CMT: You worked with video director Chris Hicky for "You." He also directed your "The Man I Want to Be" video. What's it like working with him?
Young: The funny thing is the amount of parallels between the last time I worked with him and this video. Since we did that video, everything we've put out has gone No. 1 and then we've got this new song. We shot the videos in the exact same spot. It's in Watertown, Tenn., and there's a lot of videos shot out there, but we actually used the same building that we shot in front of at the beginning of "The Man I Want to Be" for this whole video. It's really cool because they don't look alike. If you watch the video, you're not going to go, "Oh, that looks just like the other one." So it's cool how they used props and everything to change it around. Obviously, I love the way he shoots. One of the things he's so great about is he knows when he has a shot. He's not one of those guys going, "I think we got it, but let's do two more [takes] just to be safe." Once he sees it and he knows he's got it, he moves on.

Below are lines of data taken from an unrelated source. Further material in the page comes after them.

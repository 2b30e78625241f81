use crate::line::is_blank;
use crate::line::is_comment;
use crate::loader::Loaded;
use crate::loader::load;
use crate::whitelist::Whitelists;

/// Outcome of asking the oracle about a piece of text.
#[derive(Debug, Clone, PartialEq)]
pub enum Verdict {
	/// The text loads and passes every semantic filter.
	WellFormed(Loaded),
	/// The text is not YAML but contains allow-listed prose.
	AllowListed,
	/// The text does not load, or loads into something that reads as prose.
	Malformed(Rejection),
}

impl Verdict {
	pub fn is_well_formed(&self) -> bool {
		matches!(self, Self::WellFormed(_))
	}
}

#[derive(Debug, Clone, PartialEq, Eq)]
pub enum Rejection {
	/// The YAML loader failed with this message.
	Syntax(String),
	/// The named semantic filter rejected the loaded value.
	Filter(&'static str),
}

/// A semantic rejection rule applied to text the loader accepted.
pub struct SemanticFilter {
	pub name: &'static str,
	pub description: &'static str,
	/// Returns `true` when the loaded value should be treated as prose.
	pub rejects: fn(&Loaded, &str, &Whitelists) -> bool,
}

/// The filter bank, applied in order after a successful load.
pub const SEMANTIC_FILTERS: &[SemanticFilter] = &[
	SemanticFilter {
		name: "F1",
		description: "bare scalar",
		rejects: |value, _, _| {
			matches!(
				value,
				Loaded::Bool(_) | Loaded::Integer(_) | Loaded::Float(_) | Loaded::String(_)
			)
		},
	},
	SemanticFilter {
		name: "F2",
		description: "list item reads as a sentence",
		rejects: |value, _, _| {
			first_item(value)
				.and_then(Loaded::as_str)
				.is_some_and(|item| item.contains(' ') && !item.contains(':'))
		},
	},
	SemanticFilter {
		name: "F3",
		description: "list item is an example address",
		rejects: |value, _, _| {
			first_item_text(value).is_some_and(|item| item.starts_with("10.40.0."))
		},
	},
	SemanticFilter {
		name: "F4",
		description: "list item has more than two words",
		rejects: |value, _, _| {
			first_item_text(value).is_some_and(|item| item.split_whitespace().count() > 2)
		},
	},
	SemanticFilter {
		name: "F5",
		description: "list item has more than three colon segments",
		rejects: |value, _, _| first_item_text(value).is_some_and(|item| item.split(':').count() > 3),
	},
	SemanticFilter {
		name: "F6",
		description: "first key is capitalised or contains a space",
		rejects: |value, _, whitelists| {
			let Some(key) = first_key_text(value) else {
				return false;
			};
			let capitalised = key.chars().next().is_some_and(char::is_uppercase);
			(capitalised && !whitelists.is_uppercase_key_allowed(&key)) || key.contains(' ')
		},
	},
	SemanticFilter {
		name: "F7",
		description: "single key with an unquoted multi-word value",
		rejects: |value, raw, whitelists| {
			let Loaded::Mapping(entries) = value else {
				return false;
			};
			let [(key, Loaded::String(text))] = entries.as_slice() else {
				return false;
			};
			let Some(key) = key.scalar_text() else {
				return false;
			};
			text.split_whitespace().count() > 2
				&& !first_value_is_quoted(raw)
				&& !whitelists.is_long_value_allowed(&key, text)
		},
	},
];

fn first_item(value: &Loaded) -> Option<&Loaded> {
	match value {
		Loaded::Sequence(items) => items.first(),
		_ => None,
	}
}

fn first_item_text(value: &Loaded) -> Option<String> {
	first_item(value).and_then(Loaded::scalar_text)
}

fn first_key_text(value: &Loaded) -> Option<String> {
	match value {
		Loaded::Mapping(entries) => entries.first().and_then(|(key, _)| key.scalar_text()),
		_ => None,
	}
}

/// Whether the value of the first data row is quoted or a block scalar.
fn first_value_is_quoted(raw: &str) -> bool {
	raw.lines()
		.find(|line| !is_blank(line) && !is_comment(line))
		.and_then(|line| line.split_once(':'))
		.map(|(_, rest)| rest.trim_start())
		.is_some_and(|rest| rest.starts_with(['"', '\'', '|', '>']))
}

/// The well-formedness predicate consulted by the block folder.
#[derive(Debug, Clone, Default)]
pub struct Oracle {
	whitelists: Whitelists,
}

impl Oracle {
	pub fn new(whitelists: Whitelists) -> Self {
		Self { whitelists }
	}

	pub fn whitelists(&self) -> &Whitelists {
		&self.whitelists
	}

	pub fn check(&self, text: &str) -> Verdict {
		let verdict = match load(text) {
			Ok(value) => {
				match SEMANTIC_FILTERS
					.iter()
					.find(|filter| (filter.rejects)(&value, text, &self.whitelists))
				{
					Some(filter) => Verdict::Malformed(Rejection::Filter(filter.name)),
					None => Verdict::WellFormed(value),
				}
			}
			Err(e) => Verdict::Malformed(Rejection::Syntax(e.to_string())),
		};

		match verdict {
			Verdict::Malformed(_) if self.whitelists.is_allowed_text(text) => Verdict::AllowListed,
			verdict => verdict,
		}
	}

	/// `is_yaml(text) → bool × value|nil`. Allow-listed text is reported as
	/// well-formed without a value.
	pub fn is_yaml(&self, text: &str) -> (bool, Option<Loaded>) {
		match self.check(text) {
			Verdict::WellFormed(value) => (true, Some(value)),
			Verdict::AllowListed => (true, None),
			Verdict::Malformed(_) => (false, None),
		}
	}

	/// Strict acceptance used for un-commenting decisions: allow-listed prose
	/// is never turned into data.
	pub fn accepts(&self, text: &str) -> bool {
		self.check(text).is_well_formed()
	}

	/// Row check used to decide whether the scan must abort.
	pub fn row_is_parseable(&self, row: &str) -> bool {
		self.is_yaml(row).0
	}
}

"You" has a really laid-back and cool vibe about it. What were you trying to capture when you went to shoot the video?
Obviously, this is a happy song. I mean, we're not trying to do anything as serious as we did when we did "Tomorrow," so it's, in a way, kind of the antithesis of that -- whereas that last one was so serious and so dramatic. This one's kind of fun, and I think part of the look that he really achieved with this video is it's the first time we ever shot in black and white and then being able to kind of infuse a little bit of color where we did all the cars are in color and the accessories on the girls are in the color of their car. We thought about that in advance and decided to do that, and I love how it turned out. It's gonna look a lot different when somebody sees it. They're gonna know what it is. They're not gonna go, "Oh, what video is this?" They're gonna immediately know. That's something else we wanted to do. I wanted to make it stand out.

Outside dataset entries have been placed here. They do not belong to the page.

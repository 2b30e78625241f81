//! `uncommenter_core` turns a commented YAML template into a usable document.
//! Commented data rows are un-commented, commented prose stays commented,
//! structural damage is repaired, and `{{ … }}` placeholders are replaced with
//! values from a parameter catalogue, Helm chart values, or the placeholder's
//! own per-flavor defaults.
//!
//! ## Processing Pipeline
//!
//! ```text
//! Commented YAML template
//!   → Preprocessor (sentinel-tags JSON blocks, prose and block-scalar bodies)
//!   → Block folder (reverse scan; un-comments rows the oracle accepts)
//!   → Post-processor & indent fixer (strips sentinels, repairs odd indents)
//!   → Repair loop (lints, applies targeted repairs to a fixed point)
//!   → Value resolver (resolves placeholders by path and source priority)
//! ```
//!
//! ## Modules
//!
//! - [`oracle`]: The well-formedness predicate: a permissive YAML load plus
//!   the semantic filter bank.
//! - [`fold`]: The reverse block folder.
//! - [`lint`]: The [`lint::Linter`] trait and the built-in
//!   [`lint::YamlLinter`].
//! - [`resolver`]: Backtracking path resolution over the
//!   [`structure::StructureTree`] and placeholder rewriting.
//! - [`mrcf`] and [`helm`]: Loaders for the external value sources.
//!
//! ## Key Types
//!
//! - [`Uncommenter`]: Settings and sources for a run; [`Uncommenter::transform`]
//!   runs every stage.
//! - [`Transformation`]: The repaired document, the final document, and the
//!   decision [`Trace`].
//! - [`UncommenterConfig`]: Configuration loaded from a YAML file.
//!
//! ## Quick Start
//!
//! ```rust
//! use uncommenter_core::Uncommenter;
//!
//! let input = "a:\n  # b: 1\n  c: 2\n";
//! let result = Uncommenter::new().transform(input, "values.yaml").unwrap();
//! assert_eq!(result.output, "a:\n  b: 1\n  c: 2\n");
//! ```

pub use config::*;
pub use error::*;
pub use pipeline::*;
pub use trace::*;

pub mod config;
#[allow(unused_assignments)]
mod error;
pub mod fold;
pub mod helm;
pub mod indent;
pub mod line;
pub mod lint;
pub mod loader;
pub mod mrcf;
pub mod oracle;
pub mod path;
mod pipeline;
pub mod preprocess;
pub mod repair;
pub mod resolver;
pub mod structure;
mod trace;
pub mod whitelist;

#[cfg(test)]
mod __fixtures;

How long did it take you to shoot it?
We shot everything in one day. It actually wasn't one of those days where we went until 1 in the morning because everything is shot during the day. We started shooting really early. It was the first video I've ever gotten to bring my bus in for, so I rode to Watertown on my bus the night before, slept on the bus and they woke me up at like 8 in the morning. I had all my stuff there, watched a little Sports Center, had some coffee and went out and shot the video.
Sounds like a pretty good day.
It was, actually. Videos to me are not the thing I'm most comfortable with. I love doing them, but it's such a long day, and you get tired. Or if you don't eat throughout the day, you get worn down or maybe you're just doing the same shot over and over and over before you finally get it. This one was a lot of fun because it was so easy. It was so smooth.
You wrote "You" with co-writer Luke Laird. Was this the first time you both had written together? Tell me about the song-writing process.
This is the only song we've ever written together. It was really good, actually. It was really comfortable. This is one of the few songs I've ever written where we didn't have a hook. We just kind of started from the beginning with a little melody and started writing, and we're like, "Hopefully, this will turn into something." And it did. It really kind of wrote itself. It was so great writing this with him. We've obviously set up stuff since then, and we're going to get together and write some more. The first time you write with somebody and it not only makes it on the record, but it's the second single, it's not too bad.